## EXERCISE BRIEF
The answer must be every line of the records below that contains the word "foundation".

Extracted records:
▶
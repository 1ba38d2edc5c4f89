//! MESSAGE combinator - custom error messages and kinds

use std::borrow::Cow;

use serde_json::Value;

use crate::foundation::{
    Context, ErrorKind, Failure, Shape, Validate, ValidationError, Valuer,
};

// ============================================================================
// WITH MESSAGE COMBINATOR
// ============================================================================

/// Replaces the message and/or kind of every error the inner valuer or
/// validator reports.
///
/// Field, value, params and cause are kept. Un-typed failures pass through.
///
/// # Examples
///
/// ```rust
/// use formcast::prelude::*;
/// use serde_json::json;
///
/// let age = number().with_message("Age must be a number");
///
/// let failure = age.coerce_field(Some(&json!("old")), "age").unwrap_err();
/// let error = failure.errors().unwrap().first().unwrap();
/// assert_eq!(error.message, "Age must be a number");
/// assert_eq!(error.kind, ErrorKind::ExpectedNumber);
/// ```
#[derive(Debug, Clone)]
pub struct WithMessage<V> {
    inner: V,
    message: Option<Cow<'static, str>>,
    kind: Option<ErrorKind>,
}

impl<V> WithMessage<V> {
    /// Creates a new WithMessage combinator with a custom message.
    pub fn new(inner: V, message: impl Into<Cow<'static, str>>) -> Self {
        Self {
            inner,
            message: Some(message.into()),
            kind: None,
        }
    }

    /// Creates a combinator that only overrides the error kind, keeping the
    /// original message.
    pub fn code_only(inner: V, kind: impl Into<ErrorKind>) -> Self {
        Self {
            inner,
            message: None,
            kind: Some(kind.into()),
        }
    }

    /// Also replaces the error kind.
    #[must_use = "builder methods must be chained or built"]
    pub fn with_code(mut self, kind: impl Into<ErrorKind>) -> Self {
        self.kind = Some(kind.into());
        self
    }

    /// Returns a reference to the inner valuer or validator.
    pub fn inner(&self) -> &V {
        &self.inner
    }

    /// Returns the custom message, if set.
    pub fn message(&self) -> Option<&str> {
        self.message.as_deref()
    }

    /// Returns the custom kind, if set.
    pub fn kind(&self) -> Option<&ErrorKind> {
        self.kind.as_ref()
    }

    fn rewrite(&self, mut error: ValidationError) -> ValidationError {
        if let Some(kind) = &self.kind {
            error.kind = kind.clone();
        }
        if let Some(message) = &self.message {
            error.message = message.clone();
        }
        error
    }
}

impl<V: Valuer> Valuer for WithMessage<V> {
    type Output = V::Output;

    fn coerce(&self, raw: Option<&Value>, cx: &Context<'_>) -> Result<V::Output, Failure> {
        self.inner
            .coerce(raw, cx)
            .map_err(|failure| failure.map_errors(|error| self.rewrite(error)))
    }

    fn shape(&self) -> Shape {
        self.inner.shape()
    }
}

impl<V: Validate> Validate for WithMessage<V> {
    type Input = V::Input;

    fn validate(&self, input: &Self::Input) -> Result<(), ValidationError> {
        self.inner.validate(input).map_err(|error| self.rewrite(error))
    }
}

/// Creates a WithMessage combinator.
pub fn with_message<V>(inner: V, message: impl Into<Cow<'static, str>>) -> WithMessage<V> {
    WithMessage::new(inner, message)
}

/// Creates a combinator that overrides only the error kind.
pub fn with_code<V>(inner: V, kind: impl Into<ErrorKind>) -> WithMessage<V> {
    WithMessage::code_only(inner, kind)
}

// ============================================================================
// TESTS
// ============================================================================

#[cfg(test)]
mod tests {
    use super::*;
    use crate::foundation::ValuerExt;
    use crate::validators::minmax;
    use crate::valuers::{number, string};
    use serde_json::json;

    #[test]
    fn test_message_replaced_kind_kept() {
        let valuer = string().with_message("Please enter your name");
        let failure = valuer.coerce_field(None, "name").unwrap_err();
        let error = failure.errors().unwrap().first().unwrap();

        assert_eq!(error.message, "Please enter your name");
        assert_eq!(error.kind, ErrorKind::ExpectedString);
        assert_eq!(error.field, "name");
    }

    #[test]
    fn test_code_only_keeps_message() {
        let valuer = number().with_code("age_not_numeric");
        let failure = valuer.coerce_field(Some(&json!("x")), "age").unwrap_err();
        let error = failure.errors().unwrap().first().unwrap();

        assert_eq!(error.kind, ErrorKind::custom("age_not_numeric"));
        assert_eq!(error.message, ErrorKind::ExpectedNumber.default_message());
    }

    #[test]
    fn test_message_and_code() {
        let valuer = WithMessage::new(number(), "bad").with_code("age");
        let failure = valuer.coerce_field(None, "age").unwrap_err();
        let error = failure.errors().unwrap().first().unwrap();

        assert_eq!(error.message, "bad");
        assert_eq!(error.kind, ErrorKind::custom("age"));
    }

    #[test]
    fn test_success_untouched() {
        let valuer = number().with_message("bad");
        assert_eq!(valuer.coerce_field(Some(&json!(3)), "n").unwrap(), 3.0);
    }

    #[test]
    fn test_wraps_validators() {
        let validator = with_message(minmax(0.0, 120.0), "Age must be between 0 and 120");
        let error = validator.validate(&150.0).unwrap_err();

        assert_eq!(error.message, "Age must be between 0 and 120");
        assert_eq!(error.kind, ErrorKind::OutOfRange);
        assert_eq!(error.params.len(), 2);
    }
}
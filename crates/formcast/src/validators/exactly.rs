//! Exact-match validator

use serde::Serialize;

use crate::foundation::{Validate, ValidationError, to_json};

/// Validates that a value equals an expected literal.
///
/// # Examples
///
/// ```
/// use formcast::validators::exactly;
/// use formcast::foundation::Validate;
///
/// let admin = exactly::<String, _>("admin");
/// assert!(admin.validate(&"admin".to_owned()).is_ok());
/// assert!(admin.validate(&"Admin".to_owned()).is_err());
/// ```
#[derive(Debug, Clone, Copy, PartialEq, Eq, Hash)]
pub struct Exactly<T> {
    /// The only accepted value.
    pub expected: T,
}

impl<T> Exactly<T> {
    /// Creates a new exact-match validator.
    #[must_use]
    pub const fn new(expected: T) -> Self {
        Self { expected }
    }
}

impl<T: PartialEq + Serialize> Validate for Exactly<T> {
    type Input = T;

    fn validate(&self, input: &T) -> Result<(), ValidationError> {
        if *input == self.expected {
            Ok(())
        } else {
            Err(ValidationError::invalid_value(to_json(&self.expected)))
        }
    }
}

/// Creates an [`Exactly`] validator.
#[must_use]
pub fn exactly<T, E: Into<T>>(expected: E) -> Exactly<T> {
    Exactly::new(expected.into())
}

/// Alias of [`exactly`].
#[must_use]
pub fn literal<T, E: Into<T>>(expected: E) -> Exactly<T> {
    exactly(expected)
}
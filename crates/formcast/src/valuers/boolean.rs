//! Boolean valuers
//!
//! [`checkbox`] follows HTML checkbox semantics, where an unchecked box
//! sends nothing at all. [`bool`] is strict.

use serde_json::Value;

use crate::foundation::{Context, ErrorKind, Failure, Valuer};

// ============================================================================
// CHECKBOX
// ============================================================================

/// Tri-state checkbox: missing means unchecked.
#[derive(Debug, Clone, PartialEq, Eq)]
pub struct CheckboxValuer {
    kind: ErrorKind,
}

impl CheckboxValuer {
    /// Creates a checkbox valuer failing with `expected_truthy_or_falsy`.
    #[must_use]
    pub const fn new() -> Self {
        Self {
            kind: ErrorKind::ExpectedTruthyOrFalsy,
        }
    }

    /// Overrides the error kind reported on failure.
    #[must_use = "builder methods must be chained or built"]
    pub fn with_kind(mut self, kind: impl Into<ErrorKind>) -> Self {
        self.kind = kind.into();
        self
    }
}

impl Default for CheckboxValuer {
    fn default() -> Self {
        Self::new()
    }
}

impl Valuer for CheckboxValuer {
    type Output = bool;

    fn coerce(&self, raw: Option<&Value>, cx: &Context<'_>) -> Result<bool, Failure> {
        match raw {
            None | Some(Value::Null) => Ok(false),
            Some(Value::Bool(b)) => Ok(*b),
            Some(Value::Number(n)) => Ok(n.as_f64().is_some_and(|n| n != 0.0)),
            Some(Value::String(s)) => match s.as_str() {
                "true" | "on" | "1" => Ok(true),
                "false" | "off" | "0" => Ok(false),
                _ => Err(cx.error(self.kind.clone(), raw).into()),
            },
            Some(_) => Err(cx.error(self.kind.clone(), raw).into()),
        }
    }
}

/// Creates a [`CheckboxValuer`].
#[must_use]
pub const fn checkbox() -> CheckboxValuer {
    CheckboxValuer::new()
}

// ============================================================================
// BOOL
// ============================================================================

/// Accepts a JSON boolean or exactly `"true"` / `"false"`.
#[derive(Debug, Clone, PartialEq, Eq)]
pub struct BoolValuer {
    kind: ErrorKind,
}

impl BoolValuer {
    /// Creates a bool valuer failing with `expected_boolean`.
    #[must_use]
    pub const fn new() -> Self {
        Self {
            kind: ErrorKind::ExpectedBoolean,
        }
    }

    /// Overrides the error kind reported on failure.
    #[must_use = "builder methods must be chained or built"]
    pub fn with_kind(mut self, kind: impl Into<ErrorKind>) -> Self {
        self.kind = kind.into();
        self
    }
}

impl Default for BoolValuer {
    fn default() -> Self {
        Self::new()
    }
}

impl Valuer for BoolValuer {
    type Output = bool;

    fn coerce(&self, raw: Option<&Value>, cx: &Context<'_>) -> Result<bool, Failure> {
        match raw {
            Some(Value::Bool(b)) => Ok(*b),
            Some(Value::String(s)) if s == "true" => Ok(true),
            Some(Value::String(s)) if s == "false" => Ok(false),
            _ => Err(cx.error(self.kind.clone(), raw).into()),
        }
    }
}

/// Creates a [`BoolValuer`].
#[must_use]
pub const fn bool() -> BoolValuer {
    BoolValuer::new()
}

#[cfg(test)]
mod tests {
    use super::*;
    use crate::foundation::ValuerExt;
    use rstest::rstest;
    use serde_json::json;

    #[rstest]
    #[case(None, false)]
    #[case(Some(json!(null)), false)]
    #[case(Some(json!(true)), true)]
    #[case(Some(json!(false)), false)]
    #[case(Some(json!(1)), true)]
    #[case(Some(json!(-0.5)), true)]
    #[case(Some(json!(0)), false)]
    #[case(Some(json!("on")), true)]
    #[case(Some(json!("true")), true)]
    #[case(Some(json!("1")), true)]
    #[case(Some(json!("off")), false)]
    #[case(Some(json!("false")), false)]
    #[case(Some(json!("0")), false)]
    fn test_checkbox_accepts(#[case] raw: Option<Value>, #[case] expected: bool) {
        assert_eq!(checkbox().coerce_field(raw.as_ref(), "agree").unwrap(), expected);
    }

    #[rstest]
    #[case(json!("maybe"))]
    #[case(json!("ON"))]
    #[case(json!(""))]
    #[case(json!([]))]
    #[case(json!({}))]
    fn test_checkbox_rejects(#[case] raw: Value) {
        let failure = checkbox().coerce_field(Some(&raw), "agree").unwrap_err();
        assert_eq!(
            failure.errors().unwrap().first().unwrap().kind,
            ErrorKind::ExpectedTruthyOrFalsy
        );
    }

    #[rstest]
    #[case(json!(true), true)]
    #[case(json!("true"), true)]
    #[case(json!(false), false)]
    #[case(json!("false"), false)]
    fn test_bool_accepts(#[case] raw: Value, #[case] expected: bool) {
        assert_eq!(bool().coerce_field(Some(&raw), "flag").unwrap(), expected);
    }

    #[rstest]
    #[case(Some(json!("True")))]
    #[case(Some(json!("on")))]
    #[case(Some(json!(1)))]
    #[case(Some(json!(null)))]
    #[case(None)]
    fn test_bool_rejects(#[case] raw: Option<Value>) {
        let failure = bool().coerce_field(raw.as_ref(), "flag").unwrap_err();
        assert_eq!(
            failure.errors().unwrap().first().unwrap().kind,
            ErrorKind::ExpectedBoolean
        );
    }
}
◀
## OUTPUT FOR THIS EXERCISE
use crate::foundation::{
    use crate::foundation::ValuerExt;
use crate::foundation::{Validate, ValidationError, to_json};
/// use formcast::foundation::Validate;
use crate::foundation::{Context, ErrorKind, Failure, Valuer};
    use crate::foundation::ValuerExt;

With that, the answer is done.